Ces mots semblèrent n'avoir aucun effet sur elle. « Je ne sais pas Yves, déclarait-elle après avoir réfléchi. Je crois que je n'arriverais pas à être avec quelqu'un d'aussi incertain que toi ; et aussi, as-tu songé un instant à ces sentiments à elle par rapport à... Ce moment que vous avez partagé ? » Yves ne s'était jamais posé la question. Qui était-il pour Corinne en réalité ? Et si elle avait menti en disant ne pas être amoureuse de lui ? Il n'y avait plus moyen de répondre à cette question. « Tu vois, terminait Célia, ce serait étrange comme situation pour moi. Et ça prouve encore qu'on n'est peut-être pas fait pour être ensemble toi et moi. » Aucun des deux n'ajouta quoi que ce fût après cela.
Son récapitulatif fini, Yves, vêtu d'un t-shirt blanc et d'un jean bleu foncé, continua de faire ses baguages.
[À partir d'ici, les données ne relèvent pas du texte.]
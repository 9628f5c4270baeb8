//! Vertical kinematics: gravity, terminal speed and the jump impulse

/// Integrate one frame of gravity into `fall_speed`.
///
/// Rising (or at rest) the speed always receives `gravity * dt`. Descending,
/// it keeps accelerating until `terminal_speed` and is pinned there.
pub fn integrate_fall(fall_speed: f32, gravity: f32, terminal_speed: f32, dt: f32) -> f32 {
    if fall_speed >= 0.0 {
        fall_speed + gravity * dt
    } else if fall_speed > terminal_speed {
        (fall_speed + gravity * dt).max(terminal_speed)
    } else {
        fall_speed
    }
}

/// Vertical speed right after takeoff
pub fn jump_impulse(jump_velocity: f32) -> f32 {
    jump_velocity
}

#[cfg(test)]
mod tests {
    use super::*;

    const GRAVITY: f32 = -981.0;
    const TERMINAL: f32 = -2500.0;

    #[test]
    fn test_gravity_applies_from_rest() {
        let speed = integrate_fall(0.0, GRAVITY, TERMINAL, 0.1);
        assert!((speed + 98.1).abs() < 1.0e-3);
    }

    #[test]
    fn test_never_below_terminal_speed() {
        let mut speed = 0.0;
        for _ in 0..10_000 {
            speed = integrate_fall(speed, GRAVITY, TERMINAL, 1.0 / 60.0);
            assert!(speed >= TERMINAL);
        }
        assert_eq!(speed, TERMINAL);
    }

    #[test]
    fn test_jump_decelerates() {
        let mut speed = jump_impulse(500.0);
        let mut previous = speed;
        for _ in 0..30 {
            speed = integrate_fall(speed, GRAVITY, TERMINAL, 1.0 / 60.0);
            assert!(speed < previous);
            previous = speed;
        }
    }

    #[test]
    fn test_below_terminal_stays_put() {
        // Can only happen if something outside the integrator set it
        assert_eq!(integrate_fall(-3000.0, GRAVITY, TERMINAL, 1.0 / 60.0), -3000.0);
    }
}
Il retournait enfin chez ses parents en ce début des vacances de Noël, après tout ce temps. Il en avait besoin vu que se finissait assez mal l'année pour lui avec la mort de Corinne et le fait que Célia ne veuille plus donner de nouvelles. Nathy pénétra dans la pièce, sans rien dire comme à chaque fois, et prit ses affaires, déjà bien préparés sur son lit. « Bonne vacances de Noël Nathy ! » le souhaita Yves. Nathy le fixa, surpris, puis regarda fièrement vers la porte. « Merci ! » répondit-il avant de l'ouvrir et de s'en aller. Yves sourit et retrouva son occupation. Mais il dût s'arrêter, quand il entendit frapper. Il alla, cependant, avec une certaine tranquillité voir qui c'était et inutile de préciser pourquoi il la perdit peu après l'avoir fait. « Je suis une idiote ! fit Célia, étant donné qu'il s'agissait de nulle autre qu'elle. Je ne suis vraiment qu'une idiote et, j'ai peur d'avoir pris la mauvaise décision mais... » Yves lui coupa la parole à l'aide d'un doux b****r sur les lèvres. Célia fut étonnée, mais le laissant l'entourer de ses bras. Elle se détendit.
- Je craignais que tu ne partes sans qu'on ne se voie et que tu finisses par m'oublier avec une autre quand tu serais chez toi, reprit-elle une fois l'étreinte mise en pause.
- Je ne pourrais pas t'oublier Célia, la contredit le jeune homme. Une fille comme toi, ça ne s'oublie pas.
- J'espère que tu es sincère Yves !
- Je le suis Célia, je le suis.
Elle l'embrassa à son tour avant de se coller contre sa poitrine.
- Est-ce que tu es obligé de partir aussi tôt ? enchérit-elle tristement.
- On se reverra à la rentrée dans deux semaines, et je serai tout à toi.
- Deux semaines c'est trop pour moi !
- Accompagne-moi jusqu'à l'arrêt de bus alors !
- J'aimerais qu'on n'y arrive jamais, parce qu'il faudra te laisser en prendre un sans moi.
- Ne t'inquiète pas Célia ; la rassura Yves. Deux semaines, ça passe vite !
Et il avait raison : bientôt janvier allait arriver, puis février, et s'achèverait ainsi sa dix-huitième année : avec elle dans sa vie désormais.